The point taken by the counsel for the appellant is that the learned Deputy Chairman was wrong  in directing the jury that before the appellant could use force in self-defence he was required  to retreat. The submission made here was that the obligation to retreat before using force in  self-defence is an obligation which only arises in homicide cases. It is further submitted that if  the injury results in death then the accused can not set up the self-defence except on the basis  that he had retreated before he resorted to violence. 

JUDGEMENT  

The judgement of this Court was delivered by Lord Justice Edmund Davies, “the first criticism  of the judge’s treatment of self-defence is that he misdirected the jury in relation to the question  of whether an attacked person must do all he reasonably can to retreat before he turns upon his  attacker”. In our law if two men fight and one of them after a while endeavours to avoid any  further struggle and retreat as far as she can, and then when he can go no further turns and kills  the assailant to avowing being killed himself, that homicide is excusable but there is need to  show that homicide arising from a fight was committed in self-defence. The obligation to  retreat before using force in self-defence is an obligation that only arises in homicide case, not  in cases where the injury does not result in death. The court rejected the submission that an  attacked person must demonstrate by their actions that they do not want to fight. In this case,  the jury had to determine whether the appellant realized she had a glass in her hand when she  struck the blow.
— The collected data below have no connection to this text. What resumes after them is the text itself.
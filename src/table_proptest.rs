#![cfg(test)]

// Property tests for HashTable kept inside the crate so structural checks
// can run against the same operations the public API exposes.

use crate::hashing::{CharSum, KeyHash, WeightedCharSum};
use crate::table::HashTable;
use proptest::prelude::*;
use proptest::test_runner::TestCaseError;
use std::collections::{BTreeSet, HashMap};

// Pool-indexed operations to improve shrinking: indices shrink to earlier keys,
// pool length shrinks, and op lists shrink in length.
#[derive(Clone, Debug)]
enum OpI {
    Put(usize, i32),
    Remove(usize),
    Get(usize),
    Contains(String),
    Mutate(usize, i32),
    Iterate,
}

fn arb_scenario() -> impl Strategy<Value = (Vec<String>, Vec<OpI>)> {
    proptest::collection::vec("[a-z]{0,5}", 1..=12).prop_flat_map(|pool| {
        let idxs: Vec<usize> = (0..pool.len()).collect();
        let idx = proptest::sample::select(idxs);
        let contains_pool = proptest::sample::select(pool.clone());
        let op = prop_oneof![
            3 => (idx.clone(), any::<i32>()).prop_map(|(i, v)| OpI::Put(i, v)),
            1 => idx.clone().prop_map(OpI::Remove),
            1 => idx.clone().prop_map(OpI::Get),
            1 => prop_oneof![
                contains_pool.prop_map(|s: String| s),
                "[a-z]{0,5}".prop_map(|s| s)
            ]
            .prop_map(OpI::Contains),
            1 => (idx.clone(), any::<i32>()).prop_map(|(i, d)| OpI::Mutate(i, d)),
            1 => Just(OpI::Iterate),
        ];
        proptest::collection::vec(op, 1..80).prop_map(move |ops| (pool.clone(), ops))
    })
}

// Structural invariants that hold between any two operations.
fn check_structure<H: KeyHash>(sut: &HashTable<H>) -> Result<(), TestCaseError> {
    let chains = sut.chain_lengths();
    prop_assert!(sut.capacity() > 0);
    prop_assert_eq!(chains.len(), sut.capacity());
    prop_assert_eq!(chains.iter().sum::<usize>(), sut.len());
    let occupied = chains.iter().filter(|&&n| n > 0).count();
    prop_assert_eq!(sut.empty_slot_count() + occupied, sut.capacity());
    prop_assert_eq!(sut.load_factor(), sut.len() as f64 / sut.capacity() as f64);
    prop_assert!(sut.load_factor() <= sut.max_load_factor());
    Ok(())
}

// State-machine equivalence against std::collections::HashMap.
// - `put` returns the model's previous value; duplicates never change len
//   or capacity.
// - A put of a new key that would exceed load 1.0 doubles capacity exactly.
// - `remove` returns the model's value and is a no-op for absent keys.
// - `get_mut` writes are visible through `get`.
// - `iter` yields each live key exactly once.
fn run_ops<H: KeyHash>(
    mut sut: HashTable<H>,
    pool: &[String],
    ops: Vec<OpI>,
) -> Result<(), TestCaseError> {
    let mut model: HashMap<String, i32> = HashMap::new();

    for op in ops {
        match op {
            OpI::Put(i, v) => {
                let k = &pool[i];
                let before_len = sut.len();
                let before_cap = sut.capacity();
                let prev = sut.put(k, v);
                prop_assert_eq!(prev, model.insert(k.clone(), v));
                if prev.is_some() {
                    prop_assert_eq!(sut.len(), before_len);
                    prop_assert_eq!(sut.capacity(), before_cap);
                } else if (before_len + 1) as f64 / before_cap as f64 > 1.0 {
                    prop_assert_eq!(sut.capacity(), before_cap * 2);
                } else {
                    prop_assert_eq!(sut.capacity(), before_cap);
                }
            }
            OpI::Remove(i) => {
                let k = &pool[i];
                prop_assert_eq!(sut.remove(k), model.remove(k));
                prop_assert!(!sut.contains_key(k));
            }
            OpI::Get(i) => {
                let k = &pool[i];
                prop_assert_eq!(sut.get(k), model.get(k));
            }
            OpI::Contains(s) => {
                prop_assert_eq!(sut.contains_key(&s), model.contains_key(&s));
            }
            OpI::Mutate(i, d) => {
                let k = &pool[i];
                match (sut.get_mut(k), model.get_mut(k)) {
                    (Some(sv), Some(mv)) => {
                        *sv = sv.wrapping_add(d);
                        *mv = mv.wrapping_add(d);
                    }
                    (None, None) => {}
                    (s, m) => prop_assert!(false, "presence mismatch: {:?} vs {:?}", s, m),
                }
            }
            OpI::Iterate => {
                let keys: Vec<&str> = sut.iter().map(|(k, _)| k).collect();
                let unique: BTreeSet<&str> = keys.iter().copied().collect();
                prop_assert_eq!(keys.len(), unique.len(), "iteration repeated a key");
                let m_keys: BTreeSet<&str> = model.keys().map(String::as_str).collect();
                prop_assert_eq!(unique, m_keys);
            }
        }

        prop_assert_eq!(sut.len(), model.len());
        prop_assert_eq!(sut.is_empty(), model.is_empty());
        check_structure(&sut)?;
    }
    Ok(())
}

// Collision variant: every key lands in one chain, stressing splicing.
#[derive(Clone, Copy, Default, Debug)]
struct ConstHash;
impl KeyHash for ConstHash {
    fn hash_key(&self, _key: &str) -> i32 {
        0
    }
}

proptest! {
    #![proptest_config(ProptestConfig { cases: 64, .. ProptestConfig::default() })]

    #[test]
    fn prop_state_machine_char_sum((pool, ops) in arb_scenario(), cap in 1usize..6) {
        run_ops(HashTable::with_hasher(cap, CharSum).unwrap(), &pool, ops)?;
    }

    #[test]
    fn prop_state_machine_weighted((pool, ops) in arb_scenario(), cap in 1usize..6) {
        run_ops(HashTable::with_hasher(cap, WeightedCharSum).unwrap(), &pool, ops)?;
    }

    #[test]
    fn prop_state_machine_with_collisions((pool, ops) in arb_scenario(), cap in 1usize..6) {
        run_ops(HashTable::with_hasher(cap, ConstHash).unwrap(), &pool, ops)?;
    }
}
If the jury believed that she did not realize this, the misdirection by the judge 

regarding the necessity to demonstrate non-violent intentions may have influenced their  decision. Therefore, the misdirection was material and the conviction was quashed. 

REFERENCES 

http://www.lexisnexis.co 

http://www.casemine.com 

https://www.manupatrafast.com/

This article is written by Lakshmi Kumari of Alliance University (school of law) Bangalore,  Intern at Legal Vidhiya.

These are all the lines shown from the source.